Looking for a Jewish book to read with your family or on your own? Check out this list of books featuring diverse characters, inter-cultural friendships, and stories about important Jewish values like learning from each other, welcoming others, and respecting differences.
Related: Resources For Talking With Children About Race and Racism
Books For Babies
Everything looks new when seen from a child’s perspective, including menorahs, dreidels, and latkes. But family togetherness is something everyone understands.
Join this Sephardic family as they gather together to light candles, drink wine and grape juice, eat challah, and wish one another a Buen Shabat!
Follow along with a little boy as he celebrates Shabbat with his large, diverse, family.
Babies adore looking at faces -- whether they’re smiling or frowning, all expressions are captivating. This book offers up some Hebrew while also presenting a variety of fascinating baby faces. Your little one will want to “read” these faces again and again!
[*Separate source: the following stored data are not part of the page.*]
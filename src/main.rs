//! Afisha bot entrypoint: one pipeline run per invocation.
//!
//! Gathers fragments from the configured sites and channels, extracts
//! normalized events, publishes them, and persists the dedup snapshot.
//! Designed to run from cron; all state lives in the snapshot file.

use std::path::PathBuf;
use std::sync::Arc;

use tracing::{error, info, warn};
use tracing_subscriber::{fmt, prelude::*, EnvFilter};

use afisha_bot::fetch::{Fetcher, HttpFetcher};
use afisha_bot::ingest::config::load_sources_default;
use afisha_bot::ingest::providers::channel::ChannelSource;
use afisha_bot::ingest::providers::site::SiteSource;
use afisha_bot::ingest::run_once;
use afisha_bot::ingest::types::FragmentSource;
use afisha_bot::notify::telegram::TelegramPublisher;
use afisha_bot::notify::{DryRunPublisher, Publisher};
use afisha_bot::refine::build_refiner_from_env;
use afisha_bot::{DedupStore, Vocab};

fn init_tracing() {
    let filter =
        EnvFilter::try_from_default_env().unwrap_or_else(|_| EnvFilter::new("afisha_bot=info,warn"));
    tracing_subscriber::registry()
        .with(filter)
        .with(fmt::layer().compact())
        .init();
}

fn snapshot_path() -> PathBuf {
    std::env::var("AFISHA_POSTED_PATH")
        .map(PathBuf::from)
        .unwrap_or_else(|_| PathBuf::from("posted.json"))
}

fn build_publisher() -> Box<dyn Publisher> {
    match (
        std::env::var("TELEGRAM_BOT_TOKEN"),
        std::env::var("TELEGRAM_CHAT_ID"),
    ) {
        (Ok(token), Ok(chat_id)) if !token.trim().is_empty() && !chat_id.trim().is_empty() => {
            Box::new(TelegramPublisher::new(token, chat_id))
        }
        _ => {
            warn!("TELEGRAM_BOT_TOKEN / TELEGRAM_CHAT_ID not set, running in dry-run mode");
            Box::new(DryRunPublisher)
        }
    }
}

#[tokio::main]
async fn main() -> anyhow::Result<()> {
    let _ = dotenvy::dotenv();
    init_tracing();

    let cfg = load_sources_default()?;
    if cfg.is_empty() {
        warn!("no sources configured, nothing to do");
        return Ok(());
    }

    let fetcher: Arc<dyn Fetcher> = Arc::new(HttpFetcher::new());
    let mut sources: Vec<Arc<dyn FragmentSource>> = Vec::new();
    for s in &cfg.sites {
        sources.push(Arc::new(SiteSource::new(&s.name, &s.url, Arc::clone(&fetcher))));
    }
    for c in &cfg.channels {
        sources.push(Arc::new(ChannelSource::new(&c.name, &c.url, Arc::clone(&fetcher))));
    }
    info!(sites = cfg.sites.len(), channels = cfg.channels.len(), "sources configured");

    let vocab = Vocab::builtin();
    let mut store = DedupStore::load(snapshot_path());
    let publisher = build_publisher();
    let refiner = build_refiner_from_env();
    let today = chrono::Local::now().date_naive();

    let report = run_once(
        &sources,
        vocab,
        today,
        &mut store,
        publisher.as_ref(),
        &refiner,
    )
    .await;

    if let Err(e) = store.flush() {
        error!(error = %e, "final dedup snapshot flush failed");
    }

    info!(
        fragments = report.fragments,
        published = report.published,
        publish_errors = report.publish_errors,
        source_errors = report.source_errors,
        "run complete"
    );
    Ok(())
}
In this child’s household, Shabbat is different from the rest of the week -- slower, quieter, more peaceful. Most of all, everyone has more time to spend with one another. That’s what makes Saturdays so special.
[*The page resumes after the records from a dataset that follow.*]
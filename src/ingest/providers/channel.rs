// src/ingest/providers/channel.rs
//! Channel-preview fragment source.
//!
//! Public channels expose a preview page with one block per message.
//! Each block yields one fragment: the message text with line
//! structure preserved, the canonical post link, and the preview
//! photo when present.

use std::sync::Arc;

use anyhow::Result;
use async_trait::async_trait;
use once_cell::sync::Lazy;
use regex::Regex;

use super::html_to_text;
use crate::fetch::Fetcher;
use crate::ingest::types::{Fragment, FragmentSource, SourceKind};
use crate::normalize::normalize;

const MESSAGE_BLOCK_MARKER: &str = "tgme_widget_message_wrap";
const MIN_MESSAGE_CHARS: usize = 15;

static RE_MSG_TEXT: Lazy<Regex> = Lazy::new(|| {
    Regex::new(r#"(?is)class="tgme_widget_message_text[^"]*"[^>]*>(.*?)</div>"#)
        .expect("message text regex")
});
static RE_DATA_POST: Lazy<Regex> =
    Lazy::new(|| Regex::new(r#"data-post="([^"]+)""#).expect("data-post regex"));
static RE_PHOTO: Lazy<Regex> = Lazy::new(|| {
    Regex::new(r#"background-image:url\('([^']+)'\)"#).expect("photo regex")
});

pub struct ChannelSource {
    name: String,
    url: String,
    fetcher: Arc<dyn Fetcher>,
}

impl ChannelSource {
    pub fn new(name: impl Into<String>, url: impl Into<String>, fetcher: Arc<dyn Fetcher>) -> Self {
        Self {
            name: name.into(),
            url: url.into(),
            fetcher,
        }
    }
}

#[async_trait]
impl FragmentSource for ChannelSource {
    async fn fetch_fragments(&self) -> Result<Vec<Fragment>> {
        let html = self.fetcher.fetch(&self.url).await;
        if html.is_empty() {
            return Ok(Vec::new());
        }

        let mut out = Vec::new();
        for block in html.split(MESSAGE_BLOCK_MARKER).skip(1) {
            let Some(text_m) = RE_MSG_TEXT.captures(block).and_then(|c| c.get(1)) else {
                continue;
            };
            let text = normalize(&html_to_text(text_m.as_str()));
            if text.chars().count() < MIN_MESSAGE_CHARS {
                continue;
            }

            let link = RE_DATA_POST
                .captures(block)
                .and_then(|c| c.get(1))
                .map(|m| format!("https://t.me/{}", m.as_str()));
            let image_url = RE_PHOTO
                .captures(block)
                .and_then(|c| c.get(1))
                .map(|m| m.as_str().to_string());

            out.push(Fragment {
                text,
                link,
                image_url,
                source_name: self.name.clone(),
                kind: SourceKind::Channel,
            });
        }
        Ok(out)
    }

    fn name(&self) -> &str {
        &self.name
    }
}
//! Training harness that evolves paddle controllers by self-play.
//!
//! Every genome in a generation plays every other genome once. Match results are
//! turned into fitness, the evolutionary engine breeds the next generation, and
//! the whole engine state is checkpointed so a run can be resumed exactly.
//!
//! # How Training Works
//!
//! 1. **Population** - The [`EvolutionEngine`](engine::EvolutionEngine) owns the
//!    current [`Member`](genome::Member)s (genome + fitness)
//! 2. **Evaluation** - [`PopulationEvaluator`](evaluator::PopulationEvaluator) pairs
//!    members round-robin and runs one [episode](episode) per pair
//! 3. **Fitness** - Each episode returns a [`FitnessDelta`](episode::FitnessDelta)
//!    per side: own paddle hits plus simulated match duration, minus action
//!    penalties
//! 4. **Reproduction** - The engine keeps its elites and breeds the rest
//! 5. **Checkpoint** - [`CheckpointStore`](checkpoint::CheckpointStore) writes the
//!    engine after each generation
//! 6. **Repeat** - [`EvolutionDriver`](driver::EvolutionDriver) loops until the
//!    target generation count or an interrupt
//!
//! # Architecture
//!
//! ```text
//! EvolutionDriver
//!     ↓ drives
//! EvolutionEngine (GeneticEngine)
//!     ↓ asks for evaluation of
//! PopulationEvaluator
//!     ↓ runs
//! Episode (Game + two Controllers)
//!     ↓ produces
//! FitnessDelta
//!     ↓ accumulated into
//! Member fitness
//! ```
//!
//! # Determinism
//!
//! The engine RNG, every serve seed and the match order are derived from the
//! configured seed. Simulated time is used instead of the wall clock, so two
//! runs with the same configuration produce the same population, and resuming
//! from a checkpoint continues exactly where the uninterrupted run would be.
//!
//! # Example
//!
//! ```
//! use pongevo_controller::network::NetworkShape;
//! use pongevo_engine::{ArenaConfig, ServeSeed};
//! use pongevo_training::{
//!     driver::{DriverConfig, EvolutionDriver, RunOutcome},
//!     episode::EpisodeConfig,
//!     evaluator::PopulationEvaluator,
//!     genetic::{EngineParams, GeneticEngine},
//!     observer::Headless,
//! };
//!
//! let params = EngineParams { population_size: 4, elite_count: 1, ..EngineParams::default() };
//! let mut engine = GeneticEngine::new(NetworkShape::default(), params).unwrap();
//! let evaluator = PopulationEvaluator::new(
//!     ArenaConfig::default(),
//!     EpisodeConfig { point_cap: 1, hit_cap: 3, ..EpisodeConfig::default() },
//!     ServeSeed::new(0),
//! );
//! let driver = EvolutionDriver::new(DriverConfig::new(2), evaluator);
//!
//! let report = driver.run(&mut engine, &mut Headless).unwrap();
//! assert_eq!(report.outcome, RunOutcome::Completed);
//! assert_eq!(report.summaries.len(), 2);
//! ```

pub mod best;
pub mod checkpoint;
pub mod driver;
pub mod engine;
pub mod episode;
pub mod error;
pub mod evaluator;
pub mod genetic;
pub mod genome;
pub mod observer;
pub mod statistics;
pub mod weights;
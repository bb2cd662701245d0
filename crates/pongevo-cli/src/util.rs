use std::{
    fs::{self, File},
    io,
    path::Path,
    sync::Mutex,
};

use anyhow::Context;
use tracing_subscriber::EnvFilter;

/// Where log lines go.
#[derive(Debug, Clone, Copy, PartialEq, Eq)]
pub enum LogTarget<'a> {
    Stderr,
    /// Used while the terminal is owned by the match view.
    File(&'a Path),
}

/// Installs the global `tracing` subscriber.
///
/// The filter comes from `RUST_LOG` and defaults to `info`.
pub fn init_logging(target: LogTarget<'_>) -> anyhow::Result<()> {
    let filter = EnvFilter::try_from_default_env().unwrap_or_else(|_| EnvFilter::new("info"));
    let builder = tracing_subscriber::fmt().with_env_filter(filter);
    match target {
        LogTarget::Stderr => builder.with_writer(io::stderr).init(),
        LogTarget::File(path) => {
            if let Some(parent) = path.parent() {
                fs::create_dir_all(parent).with_context(|| {
                    format!("Failed to create log directory: {}", parent.display())
                })?;
            }
            let file = File::options()
                .create(true)
                .append(true)
                .open(path)
                .with_context(|| format!("Failed to open log file: {}", path.display()))?;
            builder
                .with_writer(Mutex::new(file))
                .with_ansi(false)
                .init();
        }
    }
    Ok(())
}

/// Read a JSON file, naming `file_kind` in error messages.
pub fn read_json_file<T, P>(file_kind: &str, path: P) -> anyhow::Result<T>
where
    T: serde::de::DeserializeOwned,
    P: AsRef<Path>,
{
    let path = path.as_ref();
    let file = File::open(path)
        .with_context(|| format!("Failed to open {} file: {}", file_kind, path.display()))?;

    let reader = io::BufReader::new(file);
    let value = serde_json::from_reader(reader).with_context(|| {
        format!(
            "Failed to parse {} JSON file: {}",
            file_kind,
            path.display()
        )
    })?;
    Ok(value)
}

#[cfg(test)]
mod tests {
    use super::*;

    #[test]
    fn test_read_json_file_names_the_file() {
        let dir = tempfile::tempdir().unwrap();
        let path = dir.path().join("config.json");

        let err = read_json_file::<Vec<u32>, _>("config", &path).unwrap_err();
        assert!(err.to_string().starts_with("Failed to open config file"));

        fs::write(&path, "[1, 2,").unwrap();
        let err = read_json_file::<Vec<u32>, _>("config", &path).unwrap_err();
        assert!(err.to_string().starts_with("Failed to parse config JSON file"));

        fs::write(&path, "[1, 2]").unwrap();
        assert_eq!(read_json_file::<Vec<u32>, _>("config", &path).unwrap(), [1, 2]);
    }
}
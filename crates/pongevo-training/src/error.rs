use std::{io, path::PathBuf};

use pongevo_controller::network::NetworkError;
use pongevo_engine::ArenaConfigError;

use crate::episode::Interrupted;

/// Rejected training configuration, reported once at startup.
#[derive(Debug, Clone, PartialEq, derive_more::Display, derive_more::Error, derive_more::From)]
pub enum ConfigError {
    #[display("invalid arena: {_0}")]
    Arena(ArenaConfigError),
    #[display("invalid network: {_0}")]
    Network(NetworkError),
    #[display("invalid {field}: {reason}")]
    #[from(ignore)]
    Invalid {
        field: &'static str,
        reason: String,
    },
}

impl ConfigError {
    pub(crate) fn invalid(field: &'static str, reason: impl Into<String>) -> Self {
        Self::Invalid {
            field,
            reason: reason.into(),
        }
    }
}

/// Failure to read or write a checkpoint or result file.
#[derive(Debug, derive_more::Display, derive_more::Error)]
pub enum PersistenceError {
    #[display("I/O error on {}: {source}", path.display())]
    Io { path: PathBuf, source: io::Error },
    #[display("malformed JSON in {}: {source}", path.display())]
    Json {
        path: PathBuf,
        source: serde_json::Error,
    },
    #[display("{} has format version {found}, expected {expected}", path.display())]
    FormatVersion {
        path: PathBuf,
        found: u32,
        expected: u32,
    },
    #[display("no checkpoint found in {}", dir.display())]
    NoCheckpoint { dir: PathBuf },
}

impl PersistenceError {
    pub(crate) fn io(path: impl Into<PathBuf>, source: io::Error) -> Self {
        Self::Io {
            path: path.into(),
            source,
        }
    }

    pub(crate) fn json(path: impl Into<PathBuf>, source: serde_json::Error) -> Self {
        Self::Json {
            path: path.into(),
            source,
        }
    }
}

/// Anything that stops a training run.
///
/// [`TrainingError::Interrupted`] is the user asking to stop and is not a
/// fault; the driver turns it into an interrupted run report.
#[derive(Debug, derive_more::Display, derive_more::Error, derive_more::From, derive_more::IsVariant)]
pub enum TrainingError {
    #[display("{_0}")]
    Interrupted(Interrupted),
    #[display("{_0}")]
    Config(ConfigError),
    #[display("{_0}")]
    Network(NetworkError),
    #[display("{_0}")]
    Persistence(PersistenceError),
}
The children in this book sign words for things people do on Shabbat, such as eat challah, drink wine or grape juice, sing Shabbat songs, and (of course!) read books. Shabbat Shalom!
The book overflows with clear, colorful images of faces of all ages and ethnicities dancing the hora at a wedding, hugging a Torah, eating matzah, blowing a shofar, lighting a menorah, hula hooping, and playing musical instruments. Yemenite, Asian, African American, and Caucasian faces giggle, smile, frown, and celebrate joyous moments on the playful pages of this gentle rhyming book.
Picture Books
Sophie has two Grandmas from two different cultures, and they each make their own kind of chicken soup -- and each soup is delicious! The more Sophie learns about those soups, the more she realizes how similar they actually are -- on many levels.
Everyone in Goldie Simcha’s apartment building knows it’s Friday night when they smell her delicious Shabbat cholent. But one Friday night, Goldie doesn’t feel well enough to cook. Her neighbors step up to create a very special Shabbat potluck for the entire building to enjoy together.
Honey takes care of her garden every day -- even though she's going to be moving away soon. Laurel, her neighbor next door, knows she's going to miss her. But Honey explains to her that friendship, like her garden, has a way of growing -- despite time and distance.
Mrs. Goldman takes care of everyone in the neighborhood, including her young neighbor, Sophia. When Mrs. Goldman gets sick, Sophia creates a special “get well” present with a very personal touch.
It’s a beautiful day in Maya’s neighborhood -- and her neighbors have sunny-day activities planned. But it’s Shemini Atzeret, and that means Jews the world over will pray for rain. Maya is worried -- will this ruin the day for her friends.
When Ezra Jack Keats was growing up, he knew what it was like to feel different and left out. So when he created his famous picture book, A Snowy Day, he had an idea about how to write and draw his main character, Peter.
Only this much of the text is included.